Most computer scientists feel that the proper reply is not either-or among these choices, but rather and, all of them. The traditional curricular distinction of theory and systems points to computer science being both a mathematical and an engineering discipline. What is perhaps more controversial is whether computer science can also claim to be a true science.

Over a dozen contributors have looked at this question of identity from as many viewpoints. In this closing statement, we emphasize six themes running through these 16 commentaries and draw some conclusions that seem to be supported by the symposium.

We refer to those authors appearing just once in the symposium by their last names: Cuny (contribution No. 4), Carlson (No. 5), Yaffe (No. 6), Anderson (No. 7), McGeoch and Moret (No. 8), Sjøberg (No. 9), Guzdial (No. 10), Alderson (No. 11), Gelenbe (No. 12), Tichy (No. 13), Rosenbloom (No .14), and Bell (No. 15). We refer to Vint Cerf's CACM essay "Where is the Science in Computer Science" as Cerf/A and in his follow-on essay "Computer Science Revisited" (No. 2) as Cerf/B, and Peter Denning in his Opening Statement as Denning/A and in his essay on "Performance Analysis: Experimental computer science at its best" (No. 3) as Denning/B.

What is Science?

Denning/A got us started by emphasizing "experimental methods." Tichy quoted Richard Feynman: "The fundamental principle of science, the definition almost, is this: The sole test of the validity of any idea is experiment."

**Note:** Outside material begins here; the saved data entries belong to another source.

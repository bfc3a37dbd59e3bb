//! Order history for the signed-in user.

use axum::{Json, Router, extract::State, routing::get};

use crate::error::AppError;
use crate::middleware::RequireUser;
use crate::ordering::OrderRecord;
use crate::state::AppState;

/// Build the orders router.
pub fn router() -> Router<AppState> {
    Router::new().route("/user/orders", get(my_orders))
}

/// List the signed-in user's orders via the ordering API.
///
/// GET /user/orders
async fn my_orders(
    State(state): State<AppState>,
    RequireUser(user): RequireUser,
) -> Result<Json<Vec<OrderRecord>>, AppError> {
    let orders = state.ordering().get_orders(&user.token).await?;
    Ok(Json(orders))
}
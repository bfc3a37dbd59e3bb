//! The eShop application topology.
//!
//! One `PostgreSQL` server with the identity and ordering databases, the
//! identity, ordering and web services, and the environment that links
//! them. Identity needs every client's callback URL, so identity and its
//! clients reference each other.

use tracing::info;

use crate::builder::{DistributedApplication, DistributedApplicationBuilder};
use crate::error::AppHostError;
use crate::model::AzureOpenAiDeployment;

pub const POSTGRES_IMAGE: &str = "ankane/pgvector";
pub const POSTGRES_TAG: &str = "latest";

pub const OPENAI_NAME: &str = "openai";
pub const CHAT_MODEL_NAME: &str = "gpt-35-turbo-16k";
pub const TEXT_EMBEDDING_NAME: &str = "text-embedding-ada-002";

/// Environment variable that forces plain HTTP endpoints when set to `1`.
pub const USE_HTTP_ENDPOINTS_ENV: &str = "ESHOP_USE_HTTP_ENDPOINTS";

/// How the `OpenAI` dependency is supplied.
#[derive(Debug, Clone, Copy, PartialEq, Eq)]
pub enum OpenAiSource {
    /// An existing account, given as the `openai` connection string.
    ConnectionString,
    /// An Azure `OpenAI` account provisioned with the chat and embedding
    /// deployments.
    Azure,
}

/// Deployment switches.
#[derive(Debug, Clone, Copy, PartialEq, Eq, Default)]
pub struct EshopOptions {
    pub use_http_endpoints: bool,
    pub openai: Option<OpenAiSource>,
}

impl EshopOptions {
    /// Launch profile for the externally reachable services.
    #[must_use]
    pub const fn launch_profile(&self) -> &'static str {
        if self.use_http_endpoints { "http" } else { "https" }
    }
}

/// Whether `ESHOP_USE_HTTP_ENDPOINTS` asks for plain HTTP.
///
/// Only a value that parses as the integer `1` counts.
#[must_use]
pub fn should_use_http_endpoints(value: Option<&str>) -> bool {
    value.and_then(|v| v.trim().parse::<i32>().ok()) == Some(1)
}

/// Declare and build the eShop application.
///
/// # Errors
///
/// Returns an error if the declared wiring does not resolve.
pub fn eshop(options: EshopOptions) -> Result<DistributedApplication, AppHostError> {
    let profile = options.launch_profile();
    let mut builder = DistributedApplicationBuilder::new();
    builder.with_forwarded_headers();

    let postgres = builder.add_postgres("postgres", POSTGRES_IMAGE, POSTGRES_TAG);
    let identity_db = builder.add_database(&postgres, "identitydb");
    let order_db = builder.add_database(&postgres, "orderingdb");

    let identity_api =
        builder.add_project("identity-api", "services/identity-api", Some(profile));
    builder
        .with_external_http_endpoints(&identity_api)
        .with_reference(&identity_api, &identity_db);
    let identity_endpoint = identity_api.endpoint(profile);

    let ordering_api = builder.add_project("ordering-api", "crates/ordering-api", None);
    builder
        .with_reference(&ordering_api, &order_db)
        .with_environment(&ordering_api, "Identity__Url", identity_endpoint.clone());

    let webapp = builder.add_project("webapp", "crates/webapp", Some(profile));
    builder
        .with_external_http_endpoints(&webapp)
        .with_reference(&webapp, &ordering_api)
        .with_environment(&webapp, "IdentityUrl", identity_endpoint);

    if let Some(source) = options.openai {
        let openai = match source {
            OpenAiSource::ConnectionString => builder.add_connection_string(OPENAI_NAME),
            OpenAiSource::Azure => builder.add_azure_openai(
                OPENAI_NAME,
                vec![
                    AzureOpenAiDeployment::new(CHAT_MODEL_NAME, "gpt-35-turbo", "0613"),
                    AzureOpenAiDeployment::new(
                        TEXT_EMBEDDING_NAME,
                        "text-embedding-ada-002",
                        "2",
                    ),
                ],
            ),
        };
        builder
            .with_reference(&webapp, &openai)
            .with_environment(&webapp, "AI__OPENAI__CHATMODEL", CHAT_MODEL_NAME);
    }

    // Self-referencing callback
    builder.with_environment(&webapp, "CallBackUrl", webapp.endpoint(profile));

    builder
        .with_environment(&identity_api, "OrderingApiClient", ordering_api.endpoint("http"))
        .with_environment(&identity_api, "WebAppClient", webapp.endpoint(profile));

    let app = builder.build()?;
    info!(
        launch_profile = profile,
        openai = ?options.openai,
        resources = app.resources().len(),
        "eShop application model built"
    );
    Ok(app)
}
//! Anthropic Claude completion provider.

mod client;
mod error;
pub mod types;

pub use client::{ANTHROPIC_API_URL, ClaudeClient};
pub use error::ClaudeError;
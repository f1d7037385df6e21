//! Core types and numeric primitives for light-curve statistics
//!
//! This crate provides the shared foundation of the lcstats workspace:
//!
//! - a unified [`Error`]/[`Result`] pair with the three-severity taxonomy
//!   the per-trial driver relies on (recoverable `Undefined`, trial-aborting
//!   `InsufficientData`, fatal everything else);
//! - NaN-aware summaries ([`utils`]) used both by the engines and by the
//!   accumulation layer, where NaN is the canonical null marker;
//! - the threshold-cut scan ([`cut`]) every timescale extractor is built on;
//! - light-curve series plumbing ([`series`]): flux-to-magnitude
//!   conversion, paired NaN stripping, the 5-95 percentile amplitude, and
//!   the C1 variability index.
//!
//! # Example
//!
//! ```rust
//! use lcstats_core::cut::{first_crossing, Threshold};
//!
//! let lags = vec![0.0, 0.5, 1.0, 1.5];
//! let acf = vec![1.0, 0.6, 0.3, 0.1];
//! let cut = first_crossing(&lags, &acf, Threshold::LessThan(0.5)).unwrap();
//! assert_eq!(cut, 1.0);
//! ```

pub mod cut;
pub mod error;
pub mod series;
pub mod utils;

pub use cut::{first_crossing, last_crossing, Threshold};
pub use error::{Error, Result};
pub use series::{
    amplitude, c1_index, check_sorted, flux_to_mag, remove_nans, TimeSeries, MIN_SAMPLES,
};
pub use utils::{
    is_nan_or_inf, mean_dropping_nan, quantile, sorted, std_dev_dropping_nan,
    variance_dropping_nan,
};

Cerf/A stated, "in the physical world, science is largely about models, measurement, predictions, and validation. Our ability to predict likely outcomes based on models in fundamental to the most central notions of the scientific method." Denning/B offered the following definition: "The key affects of experimental science are an apparatus for collecting data, a hypothesis, and systematic analysis to see whether the data supports the hypothesis." (One of us has argued elsewhere that debugging, a task familiar to all computer scientists, is in fact a highly specific example of the scientific method [1].) Carlson's definition is broader: "Science is everything we know about the physical Universe, and how we know it." He further explained, scientists "always fit theories to facts, never facts to theories." And added, "Doing science is all about making sure you're not fooling yourself." This gets back to the notion of science as uncovering "empirical truth." Yaffe went into more detail by listing 16 character traits of science, emphasizing Einstein's assertion that "The whole of science is nothing more than a refinement of everyday thinking."

The symposium writers seem to share a commonly-held definition of science.

Is There a Science of Computation?

Denning/A gave a brief history of the field of computing from the 1940s to the present, a stretch of 70 years. He suggested "computing began as science, morphed into engineering for 30 years while it developed technology, and then entered a science renaissance about 20 years ago. Although computing had subfields that demonstrated the ideas of science, computing as a whole has only recently begun to embrace those ideals."

Moret's history displays a similar arc. "In the pioneering era of computing (the 1960s and early 1970s), theoretical and experiment algorithms were much the same, and thorough experimental assessments were common across all of computer science ... Along the way, the theory and experiment became decoupled, perhaps because of enormous complexities in setting up meaningful experiments We are move now toward reintegration of these two aspects of our field."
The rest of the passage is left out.